[Information — start]

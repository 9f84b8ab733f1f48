use std::fmt;

use serde::{Deserialize, Serialize};

/// A byte-offset span in the source text.
#[derive(Debug, Clone, Copy, Default, PartialEq, Eq, Hash)]
pub struct Span {
    /// Inclusive start byte offset.
    pub start: usize,
    /// Exclusive end byte offset.
    pub end: usize,
}

impl Span {
    /// Creates a new span from start (inclusive) to end (exclusive).
    pub fn new(start: usize, end: usize) -> Self {
        Self { start, end }
    }

    /// Returns the smallest span covering both `self` and `other`.
    pub fn to(self, other: Span) -> Self {
        Self {
            start: self.start.min(other.start),
            end: self.end.max(other.end),
        }
    }

    /// Shifts both offsets right by `offset` bytes.
    pub fn shifted(self, offset: usize) -> Self {
        Self {
            start: self.start + offset,
            end: self.end + offset,
        }
    }

    pub fn len(&self) -> usize {
        self.end.saturating_sub(self.start)
    }

    pub fn is_empty(&self) -> bool {
        self.len() == 0
    }
}

impl fmt::Display for Span {
    fn fmt(&self, f: &mut fmt::Formatter<'_>) -> fmt::Result {
        write!(f, "{}..{}", self.start, self.end)
    }
}

/// A 1-based line/column position plus the byte offset it was computed from.
#[derive(Debug, Clone, Copy, PartialEq, Eq, Hash, Serialize, Deserialize)]
pub struct Position {
    pub line: usize,
    pub column: usize,
    pub offset: usize,
}

impl Position {
    /// The position of the first character of a document.
    pub const START: Position = Position {
        line: 1,
        column: 1,
        offset: 0,
    };
}

impl fmt::Display for Position {
    fn fmt(&self, f: &mut fmt::Formatter<'_>) -> fmt::Result {
        write!(f, "{}:{}", self.line, self.column)
    }
}

/// Maps byte offsets to line/column positions.
///
/// Built once per text by recording the byte offset at which each line starts.
/// Columns count characters, so multi-byte UTF-8 sequences advance the column by one.
#[derive(Debug, Clone, PartialEq, Eq)]
pub struct LineIndex {
    line_starts: Vec<usize>,
    text: String,
}

impl LineIndex {
    pub fn new(text: &str) -> Self {
        let mut line_starts = vec![0];
        for (i, b) in text.bytes().enumerate() {
            if b == b'\n' {
                line_starts.push(i + 1);
            }
        }
        Self {
            line_starts,
            text: text.to_string(),
        }
    }

    /// Returns the position of `offset`, clamped to the end of the text.
    pub fn position(&self, offset: usize) -> Position {
        let offset = offset.min(self.text.len());
        let line = match self.line_starts.binary_search(&offset) {
            Ok(exact) => exact,
            Err(next) => next - 1,
        };
        let line_start = self.line_starts[line];
        let column = self
            .text
            .get(line_start..offset)
            .map(|s| s.chars().count())
            .unwrap_or(offset - line_start);
        Position {
            line: line + 1,
            column: column + 1,
            offset,
        }
    }

    pub fn line_count(&self) -> usize {
        self.line_starts.len()
    }
}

[Information — finish]

Your goal: Work out how many lines in the records above contain the word "Serialize". State only that number.

Solution to this problem: 2